= WORK REQUEST =
Within the records below, find each line that holds the string "first", then copy it.

[Start of Attachment]

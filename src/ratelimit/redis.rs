//! Redis counting backend.
//!
//! Each key maps to a single Redis string holding the request count. The
//! window is the key's millisecond TTL, so Redis removes the record when the
//! window ends and no timestamp is stored alongside the count.

use std::future::Future;
use std::time::{Duration, Instant};

use async_trait::async_trait;
use redis::aio::ConnectionManager;
use redis::{AsyncCommands, Client, RedisResult, Script};
use tracing::{info, trace};

use crate::config::RedisBackendConfig;
use crate::error::{Result, TurnstileError};

use super::backend::{Admission, ClientState, CounterBackend};
use super::window::{LimiterSettings, MAX_WINDOW_MS};

/// Read-decide-write for one key, executed atomically by Redis.
///
/// Returns `{status, count, pttl_ms}`. A present key without a TTL would
/// never reset, so it is treated as a stale window and restarted.
const TRY_ADMIT_SCRIPT: &str = r#"
local key = KEYS[1]
local window_ms = tonumber(ARGV[1])
local max_requests = tonumber(ARGV[2])

local count = tonumber(redis.call("GET", key))
local ttl = redis.call("PTTL", key)

if count == nil or ttl < 0 then
    redis.call("SET", key, 1, "PX", window_ms)
    return {"started", 1, window_ms}
end

if count < max_requests then
    count = redis.call("INCR", key)
    return {"counted", count, ttl}
end

return {"rejected", count, ttl}
"#;

/// INCR that never creates a key, so no TTL-less record can appear.
const INCREMENT_EXISTING_SCRIPT: &str = r#"
if redis.call("EXISTS", KEYS[1]) == 1 then
    return redis.call("INCR", KEYS[1])
end
return 0
"#;

/// Counting backend that stores counters in Redis with native expiry.
///
/// Every call is bounded by the configured timeout. Connection loss and
/// timeouts are returned to the caller, never turned into a decision.
#[derive(Clone)]
pub struct RedisBackend {
    connection_manager: ConnectionManager,
    prefix: String,
    timeout: Duration,
    try_admit_script: Script,
    increment_script: Script,
}

impl RedisBackend {
    /// Connect using the URL, prefix and timeout from configuration.
    pub async fn connect(config: &RedisBackendConfig) -> Result<Self> {
        let client = Client::open(config.url.as_str())
            .map_err(|e| TurnstileError::Config(format!("invalid Redis URL: {e}")))?;
        let timeout = config.timeout();

        let connection_manager = tokio::time::timeout(timeout, client.get_connection_manager())
            .await
            .map_err(|_| TurnstileError::Timeout {
                operation: "connect",
                after: timeout,
            })??;

        info!(
            prefix = %config.prefix,
            timeout_ms = config.timeout_ms,
            "Connected to Redis counting backend"
        );

        Ok(Self::new(connection_manager, config.prefix.clone(), timeout))
    }

    /// Wrap an existing connection manager.
    pub fn new(
        connection_manager: ConnectionManager,
        prefix: impl Into<String>,
        timeout: Duration,
    ) -> Self {
        Self {
            connection_manager,
            prefix: prefix.into(),
            timeout,
            try_admit_script: Script::new(TRY_ADMIT_SCRIPT),
            increment_script: Script::new(INCREMENT_EXISTING_SCRIPT),
        }
    }

    /// Redis key holding the counter for `key`.
    pub fn key_for(&self, key: &str) -> String {
        format!("{}:{}", self.prefix, key)
    }

    async fn bounded<T, F>(&self, operation: &'static str, fut: F) -> Result<T>
    where
        F: Future<Output = RedisResult<T>>,
    {
        with_deadline(operation, self.timeout, fut).await
    }
}

async fn with_deadline<T, F>(operation: &'static str, after: Duration, fut: F) -> Result<T>
where
    F: Future<Output = RedisResult<T>>,
{
    match tokio::time::timeout(after, fut).await {
        Ok(result) => Ok(result?),
        Err(_) => Err(TurnstileError::Timeout { operation, after }),
    }
}

fn window_millis(window: Duration) -> Result<u64> {
    u64::try_from(window.as_millis())
        .ok()
        .filter(|ms| (1..=MAX_WINDOW_MS).contains(ms))
        .ok_or_else(|| {
            TurnstileError::Config(format!("window {window:?} cannot be expressed as a Redis TTL"))
        })
}

fn ttl_to_duration(pttl_ms: i64) -> Option<Duration> {
    u64::try_from(pttl_ms).ok().map(Duration::from_millis)
}

#[async_trait]
impl CounterBackend for RedisBackend {
    async fn init_client_data(&self, key: &str, window: Duration) -> Result<()> {
        let window_ms = window_millis(window)?;
        let redis_key = self.key_for(key);
        let mut conn = self.connection_manager.clone();

        self.bounded(
            "init_client_data",
            conn.pset_ex::<_, _, ()>(redis_key, 1u64, window_ms),
        )
        .await
    }

    async fn increment(&self, key: &str) -> Result<()> {
        let mut conn = self.connection_manager.clone();
        let invocation = self.increment_script.key(self.key_for(key));

        let _count: u64 = self
            .bounded("increment", invocation.invoke_async(&mut conn))
            .await?;
        Ok(())
    }

    async fn get_client_state(&self, key: &str) -> Result<Option<ClientState>> {
        let redis_key = self.key_for(key);
        let mut conn = self.connection_manager.clone();
        let mut pipeline = redis::pipe();
        pipeline.atomic().get(&redis_key).pttl(&redis_key);

        let (count, pttl_ms): (Option<u64>, i64) = self
            .bounded("get_client_state", pipeline.query_async(&mut conn))
            .await?;
        let now = Instant::now();

        Ok(count.map(|count| ClientState {
            count,
            window_expires_at: ttl_to_duration(pttl_ms).map(|ttl| now + ttl),
        }))
    }

    async fn try_admit(&self, key: &str, settings: &LimiterSettings) -> Result<Admission> {
        let window_ms = window_millis(settings.window())?;
        let mut conn = self.connection_manager.clone();
        let mut invocation = self.try_admit_script.key(self.key_for(key));
        invocation.arg(window_ms).arg(settings.max_requests());

        let (status, count, pttl_ms): (String, u64, i64) = self
            .bounded("try_admit", invocation.invoke_async(&mut conn))
            .await?;

        trace!(key = %key, status = %status, count, pttl_ms, "Redis admission reply");

        match status.as_str() {
            "started" => Ok(Admission::WindowStarted {
                window: settings.window(),
            }),
            "counted" => Ok(Admission::Counted {
                count,
                reset_after: ttl_to_duration(pttl_ms),
            }),
            "rejected" => Ok(Admission::Rejected {
                count,
                reset_after: ttl_to_duration(pttl_ms),
            }),
            other => Err(TurnstileError::Protocol(format!(
                "unknown admission status `{other}`"
            ))),
        }
    }
}
//! Fixed-window admission control and counter backends.

mod backend;
mod limiter;
mod local;
mod redis;
mod window;

pub use backend::{build_backend, Admission, ClientState, CounterBackend};
pub use limiter::RateLimiter;
pub use local::LocalBackend;
pub use redis::RedisBackend;
pub use window::{LimiterSettings, MAX_WINDOW_MS, MIN_WINDOW};
//! Core admission decider.

use std::sync::Arc;
use std::time::Duration;

use tracing::{debug, trace};

use super::backend::{Admission, CounterBackend};
use super::window::LimiterSettings;
use crate::error::Result;

/// Per-key fixed-window admission decider.
///
/// Holds only its fixed settings and a shared handle to a counting backend,
/// so it can be cloned or shared across tasks freely. Backend errors are
/// returned unchanged; whether to fail open or closed is up to the caller.
#[derive(Clone)]
pub struct RateLimiter {
    /// Counter storage, possibly shared with other limiters
    backend: Arc<dyn CounterBackend>,
    /// Window and limit, validated at construction
    settings: LimiterSettings,
}

impl RateLimiter {
    /// Create a rate limiter from validated settings.
    pub fn new(backend: Arc<dyn CounterBackend>, settings: LimiterSettings) -> Self {
        Self { backend, settings }
    }

    /// Create a rate limiter admitting `max_requests` per `window`.
    ///
    /// Fails with a configuration error if either value is zero or the
    /// window is too long to track.
    pub fn with_limits(
        backend: Arc<dyn CounterBackend>,
        window: Duration,
        max_requests: u64,
    ) -> Result<Self> {
        Ok(Self::new(backend, LimiterSettings::new(window, max_requests)?))
    }

    /// Decide whether the current request for `key` is admitted.
    pub async fn is_allowed(&self, key: &str) -> Result<bool> {
        Ok(self.check(key).await?.is_allowed())
    }

    /// Decide on the current request for `key`, returning counter details.
    ///
    /// The first request of a window always starts a fresh count. Admitted
    /// requests are counted; rejected ones leave the window untouched.
    pub async fn check(&self, key: &str) -> Result<Admission> {
        trace!(key = %key, "Checking admission");

        let admission = self.backend.try_admit(key, &self.settings).await?;

        match admission {
            Admission::WindowStarted { window } => {
                debug!(key = %key, window = ?window, "Started new window");
            }
            Admission::Counted { count, .. } => {
                trace!(key = %key, count, limit = self.settings.max_requests(), "Request counted");
            }
            Admission::Rejected { count, reset_after } => {
                debug!(
                    key = %key,
                    count,
                    limit = self.settings.max_requests(),
                    reset_after = ?reset_after,
                    "Rate limit exceeded"
                );
            }
        }

        Ok(admission)
    }

    /// The limiter's window and request limit.
    pub fn settings(&self) -> &LimiterSettings {
        &self.settings
    }

    /// The counting backend this limiter writes to.
    pub fn backend(&self) -> &Arc<dyn CounterBackend> {
        &self.backend
    }
}
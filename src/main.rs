use std::path::PathBuf;
use std::sync::Arc;

use clap::Parser;
use futures::future::join_all;
use tracing::info;
use tracing_subscriber::EnvFilter;

use turnstile::config::{FailMode, TurnstileConfig};
use turnstile::ratelimit::{build_backend, LimiterSettings, RateLimiter};

/// Issue a burst of admission checks for one key and report each decision.
///
/// Remote backend credentials are read from the configuration file or from
/// `TURNSTILE__BACKEND__URL`, never from the command line.
#[derive(Parser, Debug)]
#[command(name = "turnstile", version)]
struct Args {
    /// YAML or TOML configuration file, layered under TURNSTILE__* variables
    #[arg(long)]
    config: Option<PathBuf>,

    /// Client key to check, typically an address
    #[arg(long, default_value = "127.0.0.1")]
    key: String,

    /// Number of admission checks to issue
    #[arg(long, default_value_t = 10)]
    requests: usize,

    /// Checks in flight at once
    #[arg(long, default_value_t = 1)]
    concurrency: usize,

    /// Override `limiter.max_requests`
    #[arg(long)]
    max_requests: Option<u64>,

    /// Override `limiter.window_ms`
    #[arg(long)]
    window_ms: Option<u64>,

    /// Override `on_backend_error`
    #[arg(long, value_enum)]
    on_backend_error: Option<FailMode>,
}

#[tokio::main]
async fn main() -> anyhow::Result<()> {
    tracing_subscriber::fmt()
        .with_env_filter(
            EnvFilter::try_from_default_env().unwrap_or_else(|_| EnvFilter::new("info")),
        )
        .with_target(false)
        .with_thread_ids(true)
        .init();

    let args = Args::parse();

    let mut config = TurnstileConfig::load(args.config.as_deref())?;
    if let Some(max_requests) = args.max_requests {
        config.limiter.max_requests = max_requests;
    }
    if let Some(window_ms) = args.window_ms {
        config.limiter.window_ms = window_ms;
    }
    if let Some(fail_mode) = args.on_backend_error {
        config.on_backend_error = fail_mode;
    }

    let settings = LimiterSettings::try_from(&config.limiter)?;
    info!(
        max_requests = settings.max_requests(),
        window = ?settings.window(),
        backend = ?config.backend,
        "Configuration loaded"
    );

    let backend = build_backend(&config.backend).await?;
    let limiter = Arc::new(RateLimiter::new(backend, settings));
    let fail_mode = config.on_backend_error;

    let mut allowed = 0usize;
    let mut issued = 0usize;
    while issued < args.requests {
        let batch = args.concurrency.max(1).min(args.requests - issued);
        let checks = (0..batch).map(|_| {
            let limiter = Arc::clone(&limiter);
            let key = args.key.clone();
            async move { limiter.is_allowed(&key).await }
        });

        for outcome in join_all(checks).await {
            issued += 1;
            let admitted = fail_mode.resolve(outcome);
            if admitted {
                allowed += 1;
            }
            println!(
                "request {issued:>4} key={} {}",
                args.key,
                if admitted { "allowed" } else { "rejected" }
            );
        }
    }

    println!(
        "{allowed} allowed, {} rejected out of {issued}",
        issued - allowed
    );
    Ok(())
}
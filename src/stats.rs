//! Distribution functions used by the significance evaluator.

use statrs::distribution::{ChiSquared, ContinuousCDF};

/// Upper tail probability of the chi-square distribution with 1 degree
/// of freedom.
pub fn chi_square_p_value(statistic: f64) -> f64 {
    if statistic <= 0.0 {
        return 1.0;
    }
    match ChiSquared::new(1.0) {
        Ok(chi2) => chi2.sf(statistic).clamp(0.0, 1.0),
        Err(_) => 1.0,
    }
}

/// Quantile of the chi-square distribution with 1 degree of freedom:
/// the critical value a statistic must reach to be significant at
/// `level`.
pub fn chi_square_quantile(level: f64) -> f64 {
    if level <= 0.0 {
        return 0.0;
    }
    if level >= 1.0 {
        return f64::INFINITY;
    }
    match ChiSquared::new(1.0) {
        Ok(chi2) => chi2.inverse_cdf(level),
        Err(_) => f64::INFINITY,
    }
}

/// Kolmogorov-Smirnov significance function `Q_KS(lambda)`.
pub fn ks_q(lambda: f64) -> f64 {
    const EPS1: f64 = 1e-3;
    const EPS2: f64 = 1e-8;
    if lambda <= 0.0 {
        return 1.0;
    }
    let a2 = -2.0 * lambda * lambda;
    let mut fac = 2.0;
    let mut sum = 0.0;
    let mut previous = 0.0;
    for j in 1..=100 {
        let j = j as f64;
        let term = fac * (a2 * j * j).exp();
        sum += term;
        if term.abs() <= EPS1 * previous || term.abs() <= EPS2 * sum {
            return sum.clamp(0.0, 1.0);
        }
        fac = -fac;
        previous = term.abs();
    }
    1.0
}

/// Two-sample Kolmogorov-Smirnov test on sorted samples.
///
/// Returns `(d, p)`: the maximum distance between the empirical CDFs and
/// the probability of a distance at least that large under the null.
pub fn ks_two_sample(sorted_a: &[f64], sorted_b: &[f64]) -> (f64, f64) {
    let (n1, n2) = (sorted_a.len(), sorted_b.len());
    if n1 == 0 || n2 == 0 {
        return (0.0, 1.0);
    }
    let (mut i, mut j) = (0, 0);
    let mut d: f64 = 0.0;
    while i < n1 && j < n2 {
        let (x, y) = (sorted_a[i], sorted_b[j]);
        if x <= y {
            i += 1;
        }
        if y <= x {
            j += 1;
        }
        let diff = (i as f64 / n1 as f64 - j as f64 / n2 as f64).abs();
        d = d.max(diff);
    }
    let en = ((n1 * n2) as f64 / (n1 + n2) as f64).sqrt();
    let p = ks_q((en + 0.12 + 0.11 / en) * d);
    (d, p)
}
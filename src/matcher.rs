//! Label-preserving subgraph matching.
//!
//! Answers whether a small connected pattern occurs in a compound. Used
//! to compute supporting sets of patterns that the search does not hold
//! embeddings for (sub-patterns checked by the boundary filter).

use crate::types::compound::label_histogram;
use crate::types::{Compound, LabeledGraph, SupportSet};

/// Pattern vertices in an order where every vertex after the first has
/// an earlier neighbor, paired with that neighbor.
fn match_order<P: LabeledGraph>(pattern: &P) -> Vec<(usize, Option<usize>)> {
    let n = pattern.vertex_count();
    let mut order = Vec::with_capacity(n);
    let mut seen = vec![false; n];
    if n == 0 {
        return order;
    }
    seen[0] = true;
    order.push((0, None));
    let mut head = 0;
    while head < order.len() {
        let (v, _) = order[head];
        head += 1;
        for adj in pattern.neighbors(v) {
            if !seen[adj.to] {
                seen[adj.to] = true;
                order.push((adj.to, Some(v)));
            }
        }
    }
    order
}

struct Matcher<'a, P: LabeledGraph, T: LabeledGraph> {
    pattern: &'a P,
    target: &'a T,
    order: Vec<(usize, Option<usize>)>,
    mapping: Vec<Option<usize>>,
    taken: Vec<bool>,
}

impl<'a, P: LabeledGraph, T: LabeledGraph> Matcher<'a, P, T> {
    fn new(pattern: &'a P, target: &'a T) -> Self {
        Self {
            pattern,
            target,
            order: match_order(pattern),
            mapping: vec![None; pattern.vertex_count()],
            taken: vec![false; target.vertex_count()],
        }
    }

    fn consistent(&self, p: usize, t: usize) -> bool {
        if self.taken[t] || self.pattern.vertex_label(p) != self.target.vertex_label(t) {
            return false;
        }
        self.pattern.neighbors(p).iter().all(|adj| match self.mapping[adj.to] {
            Some(mapped) => self
                .target
                .edge_between(t, mapped)
                .is_some_and(|found| found.label == adj.label),
            None => true,
        })
    }

    fn extend(&mut self, depth: usize) -> bool {
        if depth == self.order.len() {
            return true;
        }
        let (p, anchor) = self.order[depth];
        let candidates: Vec<usize> = match anchor.and_then(|a| self.mapping[a]) {
            Some(t_anchor) => self.target.neighbors(t_anchor).iter().map(|adj| adj.to).collect(),
            None => (0..self.target.vertex_count()).collect(),
        };
        for t in candidates {
            if !self.consistent(p, t) {
                continue;
            }
            self.mapping[p] = Some(t);
            self.taken[t] = true;
            if self.extend(depth + 1) {
                return true;
            }
            self.mapping[p] = None;
            self.taken[t] = false;
        }
        false
    }
}

/// Whether `pattern` occurs in `target` as a (not necessarily induced)
/// subgraph with matching vertex and edge labels.
pub fn is_subgraph<P: LabeledGraph, T: LabeledGraph>(pattern: &P, target: &T) -> bool {
    if pattern.vertex_count() > target.vertex_count() || pattern.edge_count() > target.edge_count() {
        return false;
    }
    Matcher::new(pattern, target).extend(0)
}

/// Indices of the compounds containing `pattern`.
pub fn support_in<'c, P, I>(pattern: &P, compounds: I) -> SupportSet
where
    P: LabeledGraph,
    I: IntoIterator<Item = (usize, &'c Compound)>,
{
    let needed = label_histogram(pattern);
    let indices = compounds
        .into_iter()
        .filter(|(_, compound)| compound.covers_labels(&needed))
        .filter(|(_, compound)| is_subgraph(pattern, compound.graph()))
        .map(|(index, _)| index)
        .collect();
    SupportSet::from_indices(indices)
}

[End of Attachment]

= OUTPUT FOR THIS TASK =
    /// The first request of a window always starts a fresh count. Admitted
/// Pattern vertices in an order where every vertex after the first has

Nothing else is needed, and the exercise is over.